Under his administration, efforts were made to extend existing metro lines and improve service efficiency. However, these initiatives faced challenges due to budgetary constraints and political disagreements within the city council. Malekmadani's push for sustainable urban development, including his stance against the sale of building density permits ("Tarakom Foroushi"). He argued that relying on such sales was unsustainable and detrimental to urban planning. This stance led to tensions with developers and some council members.

In 2003, Malekmadani was sentenced to five months in prison and barred from public office on charges related to corruption. The judiciary stated that he had misused his position to prevent the implementation of legal decisions and had obtained illegal funds. However, in 2005, he was acquitted of all charges by the court, which found insufficient evidence to support the accusations.

Malekmadani's tenure as mayor was marked by his commitment to enhancing Tehran's public transportation infrastructure and promoting sustainable urban planning. Despite facing political and legal challenges, his efforts laid the groundwork for subsequent developments in the city's metro system.

== Private Art Collection ==
Malekmadani has curated a significant private art collection, focusing on religious iconography and Persian calligraphy. Over four decades, he has assembled over 2,000 pieces of "shamayel," depicting Imam Ali and other revered figures in Shia Islam. In December 2017, a selection from this collection was exhibited at the Malek National Museum and Library in Tehran, showcasing works from the Safavid and Qajar eras by artists such as Mehr Ali Sourtgar, Ali Akbar Hojjat, and Esmail Jalayer.

In addition to religious iconography, Malekmadani has amassed an extensive collection of over 1,000 pieces of Persian calligraphy from the Safavi, Qajar, and Pahlavi periods. In December 2019, the National Museum of Iran hosted an exhibition titled "A Few Pens from the Malekmadani Collection," featuring works by renowned calligraphers including Mir Emad Hassani, Mirza Gholamreza Esfahani, Zain al-Abedin Esfahani, Golzar, Esmail Jalayer, and Malek Mohammad Qazvini.
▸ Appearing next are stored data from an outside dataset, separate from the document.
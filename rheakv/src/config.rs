use std::path::PathBuf;

/// Snapshot persistence strategy selected at configuration time (§4.3).
#[derive(Debug, Clone, Copy, PartialEq, Eq)]
pub enum SnapshotMode {
    /// LSM checkpoint (hard-linked SST files); no metadata blob.
    Fast,
    /// Full backup engine producing an incrementable backup set, zipped for transfer.
    Backup,
}

/// Default chunk size for write-batch splitting (§4.3 "Batch sizing").
pub const DEFAULT_MAX_BATCH_WRITE_SIZE: usize = 512;
/// Default capacity of the FSM driver's single-consumer ring buffer (§4.1).
pub const DEFAULT_RING_BUFFER_CAPACITY: usize = 4096;
/// Default stride used by approximate-count "jumpOver" iteration (§4.3).
pub const DEFAULT_APPROXIMATE_COUNT_STRIDE: u64 = 100;
/// Default worker count for the leader-state listener fanout executor (§4.4).
pub const DEFAULT_LEADER_FANOUT_WORKERS: usize = 2;

/// Configuration accepted by this crate's engine and driver. Parsing this out of argv
/// or a config file is the embedding application's job (out of scope here) — this is
/// just the plain struct that results from that parsing, in the builder style used
/// throughout the teacher codebase's `ServerConfig`.
#[derive(Debug, Clone)]
pub struct RheaConfig {
    pub data_dir: PathBuf,
    pub snapshot_mode: SnapshotMode,
    pub max_batch_write_size: usize,
    pub ring_buffer_capacity: usize,
    pub approximate_count_stride: u64,
    pub leader_fanout_workers: usize,
}

impl RheaConfig {
    pub fn new(data_dir: impl Into<PathBuf>) -> Self {
        Self {
            data_dir: data_dir.into(),
            snapshot_mode: SnapshotMode::Fast,
            max_batch_write_size: DEFAULT_MAX_BATCH_WRITE_SIZE,
            ring_buffer_capacity: DEFAULT_RING_BUFFER_CAPACITY,
            approximate_count_stride: DEFAULT_APPROXIMATE_COUNT_STRIDE,
            leader_fanout_workers: DEFAULT_LEADER_FANOUT_WORKERS,
        }
    }

    pub fn snapshot_mode(mut self, mode: SnapshotMode) -> Self {
        self.snapshot_mode = mode;
        self
    }

    pub fn max_batch_write_size(mut self, size: usize) -> Self {
        self.max_batch_write_size = size;
        self
    }

    pub fn ring_buffer_capacity(mut self, capacity: usize) -> Self {
        self.ring_buffer_capacity = capacity;
        self
    }

    pub fn approximate_count_stride(mut self, stride: u64) -> Self {
        self.approximate_count_stride = stride;
        self
    }

    pub fn leader_fanout_workers(mut self, workers: usize) -> Self {
        self.leader_fanout_workers = workers;
        self
    }
}
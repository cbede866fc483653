use std::collections::HashMap;

use rocksdb::DB;

use super::CF_SEQUENCE;
use crate::errors::EngineError;
use crate::types::SequenceRange;

fn cf(db: &DB) -> &rocksdb::ColumnFamily {
    db.cf_handle(CF_SEQUENCE).expect("sequence column family always exists")
}

fn read_next(db: &DB, key: &[u8]) -> Result<i64, EngineError> {
    match db.get_cf(cf(db), key)? {
        Some(bytes) => Ok(i64::from_be_bytes(
            bytes
                .as_slice()
                .try_into()
                .map_err(|_| EngineError::Storage("corrupt sequence counter".into()))?,
        )),
        None => Ok(0),
    }
}

/// Allocates `[start, end)` ranges for a batch of `(key, step)` requests in one write
/// (§4.3 "Sequence Counter"). Saturates at `i64::MAX` rather than wrapping (§9): once
/// a key's counter reaches the max, every further allocation for that key returns an
/// empty range `[i64::MAX, i64::MAX)`.
///
/// Repeated keys within the same batch are resolved against each other, not just
/// against what was last durably written, so `[("k", 1), ("k", 1)]` allocates two
/// distinct ranges instead of the same one twice.
pub(crate) fn batch_get_sequence(
    db: &DB,
    _config: &crate::config::RheaConfig,
    requests: &[(Vec<u8>, u64)],
) -> Vec<Result<SequenceRange, EngineError>> {
    let mut running: HashMap<Vec<u8>, i64> = HashMap::new();
    let mut results = Vec::with_capacity(requests.len());
    let mut batch = rocksdb::WriteBatch::default();
    let cf = cf(db);

    for (key, step) in requests {
        let current = match running.get(key) {
            Some(v) => *v,
            None => match read_next(db, key) {
                Ok(v) => v,
                Err(err) => {
                    results.push(Err(err));
                    continue;
                }
            },
        };

        let step = (*step).min(i64::MAX as u64) as i64;
        let end = current.saturating_add(step);
        running.insert(key.clone(), end);
        batch.put_cf(cf, key, end.to_be_bytes());
        results.push(Ok(SequenceRange {
            start: current as u64,
            end: end as u64,
        }));
    }

    if let Err(err) = db.write(batch) {
        let msg = err.to_string();
        return results
            .into_iter()
            .map(|_| Err(EngineError::Storage(msg.clone())))
            .collect();
    }

    results
}

pub(crate) fn reset_sequence(db: &DB, key: &[u8]) -> Result<(), EngineError> {
    Ok(db.put_cf(cf(db), key, 0i64.to_be_bytes())?)
}

#[cfg(test)]
mod tests {
    use super::*;
    use crate::config::RheaConfig;
    use crate::engine::KvEngine;

    fn open() -> (KvEngine, tempfile::TempDir) {
        let dir = tempfile::tempdir().unwrap();
        let config = RheaConfig::new(dir.path());
        (KvEngine::open(&config).unwrap(), dir)
    }

    #[test]
    fn sequential_allocations_advance_without_overlap() {
        let (engine, _dir) = open();
        let first = engine.batch_get_sequence(&[(b"k".to_vec(), 10)]);
        assert_eq!(first[0].as_ref().unwrap(), &SequenceRange { start: 0, end: 10 });
        let second = engine.batch_get_sequence(&[(b"k".to_vec(), 5)]);
        assert_eq!(second[0].as_ref().unwrap(), &SequenceRange { start: 10, end: 15 });
    }

    #[test]
    fn repeated_key_within_one_batch_gets_disjoint_ranges() {
        let (engine, _dir) = open();
        let results = engine.batch_get_sequence(&[(b"k".to_vec(), 5), (b"k".to_vec(), 5)]);
        assert_eq!(results[0].as_ref().unwrap(), &SequenceRange { start: 0, end: 5 });
        assert_eq!(results[1].as_ref().unwrap(), &SequenceRange { start: 5, end: 10 });
    }

    #[test]
    fn reset_sequence_restarts_from_zero() {
        let (engine, _dir) = open();
        engine.batch_get_sequence(&[(b"k".to_vec(), 100)]);
        engine.reset_sequence(b"k").unwrap();
        let results = engine.batch_get_sequence(&[(b"k".to_vec(), 1)]);
        assert_eq!(results[0].as_ref().unwrap(), &SequenceRange { start: 0, end: 1 });
    }

    #[test]
    fn allocation_saturates_instead_of_wrapping() {
        let (engine, _dir) = open();
        // Seed the counter near the max directly through a reset + large step.
        let results = engine.batch_get_sequence(&[(b"k".to_vec(), i64::MAX as u64)]);
        assert_eq!(results[0].as_ref().unwrap().end, i64::MAX as u64);
        let next = engine.batch_get_sequence(&[(b"k".to_vec(), 10)]);
        let range = next[0].as_ref().unwrap();
        assert_eq!(range.start, i64::MAX as u64);
        assert_eq!(range.end, i64::MAX as u64);
    }
}
use thiserror::Error;

/// Errors surfaced by the KV engine adapter (§4.3, §7).
#[derive(Error, Debug, Clone)]
pub enum EngineError {
    #[error("storage error: {0}")]
    Storage(String),
    #[error("payload could not be decoded into an operation: {0}")]
    Decode(String),
    #[error("snapshot io error: {0}")]
    SnapshotIo(String),
    #[error("snapshot is stale: current ({current_index}, {current_term}) > snapshot ({snapshot_index}, {snapshot_term})")]
    StaleSnapshot {
        current_index: u64,
        current_term: u64,
        snapshot_index: u64,
        snapshot_term: u64,
    },
}

impl From<rocksdb::Error> for EngineError {
    fn from(value: rocksdb::Error) -> Self {
        EngineError::Storage(value.to_string())
    }
}

/// Errors surfaced by the FSM driver (§7). Wraps `EngineError` plus driver-only kinds.
#[derive(Error, Debug, Clone)]
pub enum FsmError {
    #[error(transparent)]
    Engine(#[from] EngineError),
    #[error("illegal operation: discriminator {0:?} is not dispatchable")]
    IllegalOperation(crate::types::OperationKind),
    #[error("state machine is latched in an error state and is no longer accepting applies")]
    LatchedStateMachineError,
}

/// A `(code, message)` pair surfaced to closures, matching the RPC-visible status
/// contract in §7 ("closures expose a `(code, message)` status; success is code 0").
#[derive(Debug, Clone, PartialEq, Eq)]
pub struct Status {
    pub code: i32,
    pub message: String,
}

impl Status {
    pub const OK_CODE: i32 = 0;

    pub fn ok() -> Self {
        Status {
            code: Self::OK_CODE,
            message: String::new(),
        }
    }

    pub fn is_ok(&self) -> bool {
        self.code == Self::OK_CODE
    }

    pub fn from_error<E: std::fmt::Display>(code: i32, err: E) -> Self {
        Status {
            code,
            message: err.to_string(),
        }
    }
}

impl From<&FsmError> for Status {
    fn from(value: &FsmError) -> Self {
        Status::from_error(1, value)
    }
}

impl From<&EngineError> for Status {
    fn from(value: &EngineError) -> Self {
        Status::from_error(1, value)
    }
}
use serde::Deserialize;

use crate::structs::models::Role;

#[derive(Deserialize, Debug)]
pub struct RegisterRequest {
    pub(crate) username: String,
    pub(crate) email: String,
    pub(crate) password: String,
    pub(crate) role: Role,
    #[serde(default)]
    pub(crate) class_name: Option<String>,
    // 教师码或学生码，登录时使用
    pub(crate) code: String,
}

#[derive(Deserialize, Debug)]
pub struct LoginRequest {
    pub(crate) role: Role,
    pub(crate) code: String,
    pub(crate) password: String,
}

#[derive(Deserialize, Debug)]
pub struct CreateQuestionRequest {
    pub(crate) title: String,
    pub(crate) question_text: String,
    pub(crate) max_marks: i64,
    pub(crate) deadline: String,
    #[serde(default)]
    pub(crate) requires_examples: bool,
    #[serde(default)]
    pub(crate) requires_diagrams: bool,
}

// 提交或重新提交答案
#[derive(Deserialize, Debug)]
pub struct SubmitRequest {
    pub(crate) answer: String,
}
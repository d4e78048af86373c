use actix_multipart::Multipart;
use actix_web::{web, HttpRequest, HttpResponse};
use futures_util::{StreamExt, TryStreamExt};
use serde_json::json;

use crate::config::Config;
use crate::error::{AppError, AppResult};
use crate::extraction::TextExtractor;
use crate::service::current_user;
use crate::session_server::SessionServerHandle;
use crate::sql_server::SqlServerHandle;
use crate::utils::is_allowed_file;

// 上传图片或PDF并识别其中的文字
pub(crate) async fn extract(
    req: HttpRequest,
    mut payload: Multipart,
    config: web::Data<Config>,
    sessions: web::Data<SessionServerHandle>,
    sql_server: web::Data<SqlServerHandle>,
    extractor: web::Data<TextExtractor>,
) -> AppResult<HttpResponse> {
    let user = current_user(&req, &sessions, &sql_server).await?;
    let limit = config.server.max_upload_bytes;

    while let Some(mut field) = payload
        .try_next()
        .await
        .map_err(|e| AppError::BadRequest(format!("Invalid upload: {}", e)))?
    {
        let (name, filename) = match field.content_disposition() {
            Some(disposition) => (
                disposition.get_name().map(str::to_string),
                disposition.get_filename().map(str::to_string),
            ),
            None => (None, None),
        };
        // 只处理名为file的字段
        if name.as_deref() != Some("file") {
            continue;
        }
        let filename = match filename {
            Some(filename) if !filename.is_empty() => filename,
            _ => return Err(AppError::BadRequest("No file selected".to_string())),
        };
        if !is_allowed_file(&filename) {
            return Err(AppError::BadRequest("Invalid file type".to_string()));
        }

        // 将接收的数据写入内存
        let mut data = Vec::new();
        while let Some(chunk) = field.next().await {
            let chunk = chunk.map_err(|e| AppError::BadRequest(format!("Invalid upload: {}", e)))?;
            if data.len() + chunk.len() > limit {
                return Err(AppError::BadRequest(format!("File is larger than {} bytes", limit)));
            }
            data.extend_from_slice(&chunk);
        }
        log::info!("用户{}上传了文件{}，大小{}字节", user.username, filename, data.len());

        let text = extractor.extract_text(&filename, data).await?;
        return Ok(HttpResponse::Ok().json(json!({"success": true, "text": text})));
    }
    Err(AppError::BadRequest("No file uploaded".to_string()))
}
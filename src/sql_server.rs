use std::path::Path;
use std::str::FromStr;

use sqlx::sqlite::{Sqlite, SqliteConnectOptions, SqlitePoolOptions};
use sqlx::pool::Pool;
use tokio::sync::{mpsc, oneshot};

use crate::error::{AppError, AppResult};
use crate::grading::selector::{PriorSubmissions, VersionSelector};
use crate::structs::models::{
    BestSubmission, NewQuestion, NewSubmission, NewUser, Question, Role, Submission, User,
};
use crate::structs::types::{QuestionId, SqlFile, SubmissionId, UserId};
use crate::utils::now_unix;

const SCHEMA: [&str; 4] = [
    "CREATE TABLE IF NOT EXISTS users (
        id            INTEGER PRIMARY KEY AUTOINCREMENT,
        username      TEXT NOT NULL UNIQUE,
        email         TEXT NOT NULL,
        password_hash TEXT NOT NULL,
        role          TEXT NOT NULL,
        class_name    TEXT,
        teacher_code  TEXT,
        student_code  TEXT,
        created_at    INTEGER NOT NULL
    )",
    "CREATE TABLE IF NOT EXISTS questions (
        id                INTEGER PRIMARY KEY AUTOINCREMENT,
        title             TEXT NOT NULL,
        question_text     TEXT NOT NULL,
        max_marks         INTEGER NOT NULL CHECK (max_marks > 0),
        deadline          INTEGER NOT NULL,
        requires_examples INTEGER NOT NULL DEFAULT 0,
        requires_diagrams INTEGER NOT NULL DEFAULT 0,
        created_at        INTEGER NOT NULL,
        teacher_id        INTEGER NOT NULL REFERENCES users(id)
    )",
    "CREATE TABLE IF NOT EXISTS submissions (
        id                    INTEGER PRIMARY KEY AUTOINCREMENT,
        answer                TEXT NOT NULL,
        question_id           INTEGER NOT NULL REFERENCES questions(id) ON DELETE CASCADE,
        student_id            INTEGER NOT NULL REFERENCES users(id),
        version               INTEGER NOT NULL,
        introduction_marks    REAL NOT NULL,
        main_body_marks       REAL NOT NULL,
        conclusion_marks      REAL NOT NULL,
        examples_marks        REAL NOT NULL,
        diagrams_marks        REAL NOT NULL,
        total_marks           REAL NOT NULL,
        introduction_feedback TEXT NOT NULL,
        main_body_feedback    TEXT NOT NULL,
        conclusion_feedback   TEXT NOT NULL,
        examples_feedback     TEXT NOT NULL,
        diagrams_feedback     TEXT NOT NULL,
        ai_detection_score    REAL NOT NULL DEFAULT 0,
        is_best_submission    INTEGER NOT NULL DEFAULT 0,
        submitted_at          INTEGER NOT NULL,
        UNIQUE (student_id, question_id, version)
    )",
    // 每个学生每道题最多一个最佳版本
    "CREATE UNIQUE INDEX IF NOT EXISTS one_best_submission
        ON submissions (student_id, question_id) WHERE is_best_submission = 1",
];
The exhibited pieces included Qur'anic verses, poetic excerpts, and religious texts, rendered in scripts such as Naskh, Thuluth, and Nastaliq.

Malekmadani's dedication to preserving and promoting Islamic art through his personal collections underscores his commitment to safeguarding Iran’s cultural and religious heritage. By sharing these works with the public through exhibitions, he contributes to the appreciation and understanding of Iran's rich artistic traditions.

== Legacy ==
Mohammad-Hassan Malekmadani is regarded as one of the early Iranian municipal leaders who introduced long-term planning concepts to city governance. His focus on cultural infrastructure, environmental integration, and public access to services marked a shift in how cities like Isfahan and Tehran approached development during the 1980s and early 2000s.

His decision to stop the sale of building density permits in Tehran led to ongoing national debate about sustainable municipal revenue models and urban congestion. Although his position was controversial at the time, it reflected broader concerns about the long-term effects of unregulated urban growth.

In the area of transport, his support for expanding the Tehran Metro contributed to a shift in public policy toward investment in mass transit. While some of his plans were not fully implemented due to political tensions, they laid the foundation for later metro development.

Malekmadani's later recognition as a collector and promoter of Islamic art and Persian calligraphy has also contributed to his public image beyond politics. His exhibitions have helped increase access to cultural heritage and have been welcomed by art institutions and scholars.

His legacy is associated with reform-minded municipal leadership, support for sustainable development, and efforts to align Iranian city planning with broader cultural and environmental goals.